Taking another double day to catch up, because for some reason I didn’t want to write one last night because the election returns weren’t complete yet, and I thought “oh I’m going to want to do some analysis & whatnot.”
Which I still want to do – I’m curious to see whether I could figure out from the precinct-level data whether Sean Haugh siphoned votes away from Tillis, Hagan, or from the much larger mass of people who would’ve otherwise just stayed home.
But that would take a lot of time, to answer a question that I don’t really care all that much about. I like Sean, and I’m impressed with the campaign that he ran. I didn’t vote for him, for sort of an even split of ideological and pragmatic reasons. But I was extraordinarily glad that he got the attention that he did.
I did find it disappointing that neither Tillis nor Hagan modified their positions even one single iota in response to Sean’s campaign. This is one of the claims of the third-party candidates, of course, that having them in the race will force the major-party candidates to adjust their positions in order to win back third-party voters.
Didn’t happen here. Instead the soft money on both sides was spent trying to convince the other side’s voters that they should vote for Sean. Which was hilarious to watch, but did not improve the level of discourse overall.
I donated quite a bit more money this cycle than I ever have before, but that’s primarily because I wound up donating to a total of 31 candidates, all folks running for NC House or Senate seats. 14 of them won, and 17 lost, which wasn’t the happiest of outcomes, until you look at the overall balance of power in the NC Legislature.
I’m particularly psyched about the victories of Gale Adcock, Brad Salmon and John Ager, who each removed a Republican incumbent from a House seat.
I’m also proud of young Uriah Ward, an ECU student who ran a really respectable campaign against an incumbent Republican. He got creamed, but he persuaded 8,771 people to vote for him. He’s definitely one to watch.

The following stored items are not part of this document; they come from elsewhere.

// Static nuclear data tables
//
// Natural isotopic abundances are stored per element (by atomic number) and
// flattened into a (Z, A) lookup on first use. Light nuclide masses are given
// as mass excesses, the way they are tabulated in the atomic mass evaluation.

use once_cell::sync::Lazy;
use std::collections::HashMap;

/// Atomic mass unit in MeV.
pub const AMU_C2: f64 = 931.49410;
pub const ELECTRON_MASS: f64 = 0.51099895;
pub const NEUTRON_MASS: f64 = 939.56542;
pub const PROTON_MASS: f64 = 938.27209;
pub const DEUTERON_MASS: f64 = 1875.61294;
pub const TRITON_MASS: f64 = 2808.92113;
pub const HELIUM3_MASS: f64 = 2808.39161;
pub const ALPHA_MASS: f64 = 3727.3794;
pub const CHARGED_PION_MASS: f64 = 139.57039;
pub const NEUTRAL_PION_MASS: f64 = 134.9768;

/// Element symbols indexed by `Z - 1`.
pub const ELEMENT_SYMBOLS: [&str; 92] = [
    "H", "He", "Li", "Be", "B", "C", "N", "O", "F", "Ne", "Na", "Mg", "Al", "Si", "P", "S", "Cl",
    "Ar", "K", "Ca", "Sc", "Ti", "V", "Cr", "Mn", "Fe", "Co", "Ni", "Cu", "Zn", "Ga", "Ge", "As",
    "Se", "Br", "Kr", "Rb", "Sr", "Y", "Zr", "Nb", "Mo", "Tc", "Ru", "Rh", "Pd", "Ag", "Cd", "In",
    "Sn", "Sb", "Te", "I", "Xe", "Cs", "Ba", "La", "Ce", "Pr", "Nd", "Pm", "Sm", "Eu", "Gd", "Tb",
    "Dy", "Ho", "Er", "Tm", "Yb", "Lu", "Hf", "Ta", "W", "Re", "Os", "Ir", "Pt", "Au", "Hg", "Tl",
    "Pb", "Bi", "Po", "At", "Rn", "Fr", "Ra", "Ac", "Th", "Pa", "U",
];

/// Symbol for atomic number `z`, if it is within the table.
pub fn element_symbol(z: i32) -> Option<&'static str> {
    if z < 1 {
        return None;
    }
    ELEMENT_SYMBOLS.get((z - 1) as usize).copied()
}

/// Natural terrestrial abundances (atom fraction) per element: `(Z, [(A, abundance)])`.
///
/// Elements with a single stable isotope carry 1.0. Elements without stable
/// isotopes (Tc, Pm, Po..Ac) are absent.
const ABUNDANCE_BY_ELEMENT: &[(i32, &[(i32, f64)])] = &[
    (1, &[(1, 0.99984426), (2, 0.00015574)]),
    (2, &[(3, 0.000002), (4, 0.999998)]),
    (3, &[(6, 0.07589), (7, 0.92411)]),
    (4, &[(9, 1.0)]),
    (5, &[(10, 0.1982), (11, 0.8018)]),
    (6, &[(12, 0.988922), (13, 0.011078)]),
    (7, &[(14, 0.996337), (15, 0.003663)]),
    (8, &[(16, 0.9976206), (17, 0.000379), (18, 0.0020004)]),
    (9, &[(19, 1.0)]),
    (10, &[(20, 0.9048), (21, 0.0027), (22, 0.0925)]),
    (11, &[(23, 1.0)]),
    (12, &[(24, 0.78951), (25, 0.1002), (26, 0.11029)]),
    (13, &[(27, 1.0)]),
    (14, &[(28, 0.9222968), (29, 0.0468316), (30, 0.0308716)]),
    (15, &[(31, 1.0)]),
    (16, &[(32, 0.9504074), (33, 0.0074869), (34, 0.0419599), (36, 0.0001458)]),
    (17, &[(35, 0.757647), (37, 0.242353)]),
    (18, &[(36, 0.003336), (38, 0.000629), (40, 0.996035)]),
    (19, &[(39, 0.932581), (40, 0.000117), (41, 0.067302)]),
    (20, &[(40, 0.96941), (42, 0.00647), (43, 0.00135), (44, 0.02086), (46, 0.00004), (48, 0.00187)]),
    (21, &[(45, 1.0)]),
    (22, &[(46, 0.0825), (47, 0.0744), (48, 0.7372), (49, 0.0541), (50, 0.0518)]),
    (23, &[(50, 0.0025), (51, 0.9975)]),
    (24, &[(50, 0.04345), (52, 0.83789), (53, 0.09501), (54, 0.02365)]),
    (25, &[(55, 1.0)]),
    (26, &[(54, 0.05845), (56, 0.91754), (57, 0.02119), (58, 0.00282)]),
    (27, &[(59, 1.0)]),
    (28, &[(58, 0.680769), (60, 0.262231), (61, 0.011399), (62, 0.036345), (64, 0.009256)]),
    (29, &[(63, 0.6915), (65, 0.3085)]),
    (30, &[(64, 0.4917), (66, 0.2773), (67, 0.0404), (68, 0.1845), (70, 0.0061)]),
    (31, &[(69, 0.60108), (71, 0.39892)]),
    (32, &[(70, 0.2052), (72, 0.2745), (73, 0.0776), (74, 0.3652), (76, 0.0775)]),
    (33, &[(75, 1.0)]),
    (34, &[(74, 0.0086), (76, 0.0923), (77, 0.076), (78, 0.2369), (80, 0.498), (82, 0.0882)]),
    (35, &[(79, 0.50686), (81, 0.49314)]),
    (36, &[(78, 0.00355), (80, 0.02286), (82, 0.11593), (83, 0.115), (84, 0.56987), (86, 0.17279)]),
    (37, &[(85, 0.7217), (87, 0.2783)]),
    (38, &[(84, 0.0056), (86, 0.0986), (87, 0.07), (88, 0.8258)]),
    (39, &[(89, 1.0)]),
    (40, &[(90, 0.5145), (91, 0.1122), (92, 0.1715), (94, 0.1738), (96, 0.028)]),
    (41, &[(93, 1.0)]),
    (42, &[(92, 0.14649), (94, 0.09187), (95, 0.15873), (96, 0.16673), (97, 0.09582), (98, 0.24292), (100, 0.09744)]),
    (44, &[(96, 0.0554), (98, 0.0187), (99, 0.1276), (100, 0.126), (101, 0.1706), (102, 0.3155), (104, 0.1862)]),
    (45, &[(103, 1.0)]),
    (46, &[(102, 0.0102), (104, 0.1114), (105, 0.2233), (106, 0.2733), (108, 0.2646), (110, 0.1172)]),
    (47, &[(107, 0.51839), (109, 0.48161)]),
    (48, &[(106, 0.01245), (108, 0.00888), (110, 0.1247), (111, 0.12795), (112, 0.24109), (113, 0.12227), (114, 0.28754), (116, 0.07512)]),
    (49, &[(113, 0.04281), (115, 0.95719)]),
    (50, &[(112, 0.0097), (114, 0.0066), (115, 0.0034), (116, 0.1454), (117, 0.0768), (118, 0.2422), (119, 0.0859), (120, 0.3258), (122, 0.0463), (124, 0.0579)]),
    (51, &[(121, 0.5721), (123, 0.4279)]),
    (52, &[(120, 0.0009), (122, 0.0255), (123, 0.0089), (124, 0.0474), (125, 0.0707), (126, 0.1884), (128, 0.3174), (130, 0.3408)]),
    (53, &[(127, 1.0)]),
    (54, &[(124, 0.00095), (126, 0.00089), (128, 0.0191), (129, 0.26401), (130, 0.04071), (131, 0.21232), (132, 0.26909), (134, 0.10436), (136, 0.08857)]),
    (55, &[(133, 1.0)]),
    (56, &[(130, 0.0011), (132, 0.001), (134, 0.0242), (135, 0.0659), (136, 0.0785), (137, 0.1123), (138, 0.717)]),
    (57, &[(138, 0.0008881), (139, 0.9991119)]),
    (58, &[(136, 0.00186), (138, 0.00251), (140, 0.88449), (142, 0.11114)]),
    (59, &[(141, 1.0)]),
    (60, &[(142, 0.27153), (143, 0.12173), (144, 0.23798), (145, 0.08293), (146, 0.17189), (148, 0.05756), (150, 0.05638)]),
    (62, &[(144, 0.0308), (147, 0.15), (148, 0.1125), (149, 0.1382), (150, 0.0737), (152, 0.2674), (154, 0.2274)]),
    (63, &[(151, 0.4781), (153, 0.5219)]),
    (64, &[(152, 0.002), (154, 0.0218), (155, 0.148), (156, 0.2047), (157, 0.1565), (158, 0.2484), (160, 0.2186)]),
    (65, &[(159, 1.0)]),
    (66, &[(156, 0.00056), (158, 0.00095), (160, 0.02329), (161, 0.18889), (162, 0.25475), (163, 0.24896), (164, 0.2826)]),
    (67, &[(165, 1.0)]),
    (68, &[(162, 0.00139), (164, 0.01601), (166, 0.33503), (167, 0.22869), (168, 0.26978), (170, 0.1491)]),
    (69, &[(169, 1.0)]),
    (70, &[(168, 0.00123), (170, 0.02982), (171, 0.14086), (172, 0.21686), (173, 0.16103), (174, 0.32025), (176, 0.12995)]),
    (71, &[(175, 0.97401), (176, 0.02599)]),
    (72, &[(174, 0.0016), (176, 0.0526), (177, 0.186), (178, 0.2728), (179, 0.1362), (180, 0.3508)]),
    (73, &[(181, 0.9998799)]),
    (74, &[(180, 0.0012), (182, 0.265), (183, 0.1431), (184, 0.3064), (186, 0.2843)]),
    (75, &[(185, 0.374), (187, 0.626)]),
    (76, &[(184, 0.0002), (186, 0.0159), (187, 0.0196), (188, 0.1324), (189, 0.1615), (190, 0.2626), (192, 0.4078)]),
    (77, &[(191, 0.373), (193, 0.627)]),
    (78, &[(190, 0.00012), (192, 0.00782), (194, 0.32864), (195, 0.33775), (196, 0.25211), (198, 0.07356)]),
    (79, &[(197, 1.0)]),
    (80, &[(196, 0.0015), (198, 0.1004), (199, 0.1694), (200, 0.2314), (201, 0.1317), (202, 0.2974), (204, 0.0682)]),
    (81, &[(203, 0.29524), (205, 0.70476)]),
    (82, &[(204, 0.014), (206, 0.241), (207, 0.221), (208, 0.524)]),
    (83, &[(209, 1.0)]),
    (90, &[(230, 0.0002), (232, 0.9998)]),
    (91, &[(231, 1.0)]),
    (92, &[(234, 0.000054), (235, 0.007204), (238, 0.992742)]),
];

/// Natural abundance keyed by `(Z, A)`.
pub static NATURAL_ABUNDANCE: Lazy<HashMap<(i32, i32), f64>> = Lazy::new(|| {
    let mut m = HashMap::new();
    for &(z, isotopes) in ABUNDANCE_BY_ELEMENT {
        for &(a, abundance) in isotopes {
            m.insert((z, a), abundance);
        }
    }
    m
});

/// Tabulated light nuclide: charge, mass number, mass excess (MeV) and twice the ground-state spin.
#[derive(Debug, Clone, Copy)]
pub struct LightNuclide {
    pub z: i32,
    pub a: i32,
    pub mass_excess: f64,
    pub twice_spin: i32,
}

const fn light(z: i32, a: i32, mass_excess: f64, twice_spin: i32) -> LightNuclide {
    LightNuclide {
        z,
        a,
        mass_excess,
        twice_spin,
    }
}

/// Ground-state mass excesses for nuclides with A <= 20.
///
/// Heavier nuclides use the semi-empirical mass formula; light nuclides not
/// listed here are treated as unknown.
pub const LIGHT_NUCLIDES: &[LightNuclide] = &[
    light(0, 1, 8.07132, 1),
    light(1, 1, 7.28897, 1),
    light(1, 2, 13.13572, 2),
    light(1, 3, 14.94981, 1),
    light(2, 3, 14.93122, 1),
    light(2, 4, 2.42492, 0),
    light(2, 5, 11.231, 3),
    light(3, 5, 11.679, 3),
    light(2, 6, 17.5921, 0),
    light(3, 6, 14.0869, 2),
    light(4, 6, 18.375, 0),
    light(2, 7, 26.073, 3),
    light(3, 7, 14.9071, 3),
    light(4, 7, 15.7690, 3),
    light(2, 8, 31.609, 0),
    light(3, 8, 20.9458, 4),
    light(4, 8, 4.9416, 0),
    light(5, 8, 22.9215, 4),
    light(3, 9, 24.9549, 3),
    light(4, 9, 11.3484, 3),
    light(5, 9, 12.4161, 3),
    light(6, 9, 28.9107, 3),
    light(4, 10, 12.6074, 0),
    light(5, 10, 12.0507, 6),
    light(6, 10, 15.6986, 0),
    light(3, 11, 40.728, 3),
    light(4, 11, 20.1772, 1),
    light(5, 11, 8.6677, 3),
    light(6, 11, 10.6494, 3),
    light(7, 11, 24.30, 1),
    light(4, 12, 25.077, 0),
    light(5, 12, 13.3689, 2),
    light(6, 12, 0.0, 0),
    light(7, 12, 17.3381, 2),
    light(5, 13, 16.5622, 3),
    light(6, 13, 3.1250, 1),
    light(7, 13, 5.3455, 1),
    light(8, 13, 23.115, 3),
    light(5, 14, 23.664, 4),
    light(6, 14, 3.0199, 0),
    light(7, 14, 2.8634, 2),
    light(8, 14, 8.0075, 0),
    light(6, 15, 9.8731, 1),
    light(7, 15, 0.1015, 1),
    light(8, 15, 2.8556, 1),
    light(9, 15, 16.57, 1),
    light(6, 16, 13.694, 0),
    light(7, 16, 5.6839, 4),
    light(8, 16, -4.7370, 0),
    light(9, 16, 10.68, 0),
    light(6, 17, 21.032, 3),
    light(7, 17, 7.870, 1),
    light(8, 17, -0.8087, 5),
    light(9, 17, 1.9517, 5),
    light(10, 17, 16.50, 1),
    light(7, 18, 13.117, 2),
    light(8, 18, -0.7828, 0),
    light(9, 18, 0.8731, 2),
    light(10, 18, 5.3174, 0),
    light(7, 19, 15.86, 1),
    light(8, 19, 3.3329, 5),
    light(9, 19, -1.4874, 1),
    light(10, 19, 1.7520, 1),
    light(8, 20, 3.7966, 0),
    light(9, 20, -0.0174, 4),
    light(10, 20, -7.0419, 0),
    light(11, 20, 6.850, 4),
];

/// Light nuclides keyed by `(Z, A)`.
pub static LIGHT_NUCLIDE_INDEX: Lazy<HashMap<(i32, i32), LightNuclide>> = Lazy::new(|| {
    LIGHT_NUCLIDES
        .iter()
        .map(|nuclide| ((nuclide.z, nuclide.a), *nuclide))
        .collect()
});

/// Heaviest mass number covered by [`LIGHT_NUCLIDES`].
pub const LIGHT_NUCLIDE_MAX_A: i32 = 20;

I’m sad that Sarah Crawford lost in state Senate district 18, which covers Wake and Franklin counties. She was doing well enough that her opponent & his cronies went dirty in their ads. Sarah’s husband is a lobbyist for the NC League of Conservation Voters, but the ad was replete with images of fat cats chomping cigars, and ominous “who will Sarah be working for?” language.
The fucking trees. She’ll clearly be in the pocket of Big Clean Air and Water. And trees.
So that was a tough one.
It’s incredibly frustrating to live in a state where the divisions are actually quite close in many places – and in the state overall, where the US Senate race was decided by a margin of only 1.6% – which is utterly without a functioning state Democratic Party organization. Literally.
If there were an actual working Democratic Party in NC, a few more of those races might have been won.
This may be a pipe dream, but I’d also like to see Democratic challengers in every single House and Senate district, even the ones so pathetically gerrymandered that they’re deemed unwinnable. It’s just pitiful & embarrassing to read through a list of 34 uncontested Republican-held seats in the state House alone.
All things begin equal, although I definitely believe uncontrolled money in politics is a horribly corrupt thing, I believe that partisan redistricting is probably even more corrosive and evil. I really wish Lawrence Lessig’s MayDay organization was going after that as well.
Yesterday a friend tweeted a link to this study by some Duke math folks, about the impact of partisan redistricting. You should go read that article, because it’s amazing & depressing. They took the precinct data from the 2012 elections, drew new random districts based only on the technical criteria for equivalent size, compactness, etc, and then figured out who would have won, based on the party that carried each precinct in the election.
In the actual 2012 election, Democrats cast 51% of the votes, but Republican candidates won 9 of our 13 Congressional seats. In the researchers’ randomized simulated districts, Democrats typically won 7 or 8 seats, and Republicans 5 or 6.
Seriously, go read the article, and then think about how different the entire country would be if Congressional districts were drawn by non-partisan means.
Anyway. Tuesday was spent thinking about the election (and practicing for an Ignite talk on Wednesday. Wednesday was spent thinking about the election, practicing for an Ignite talk, and then giving it, a process that I did not particularly enjoy. It went OK, but it felt weird.
I don’t mind giving presentations – I occasionally even find it enjoyable. But a 5-minute time constraint is pretty brutal, and requires a thing that I typically never do: write a script and practice.
The irony here, of course, is that I spend all summer every summer training interns on how to give persuasive 4-minute presentations. At least now I guess I’ll be moderately more empathetic.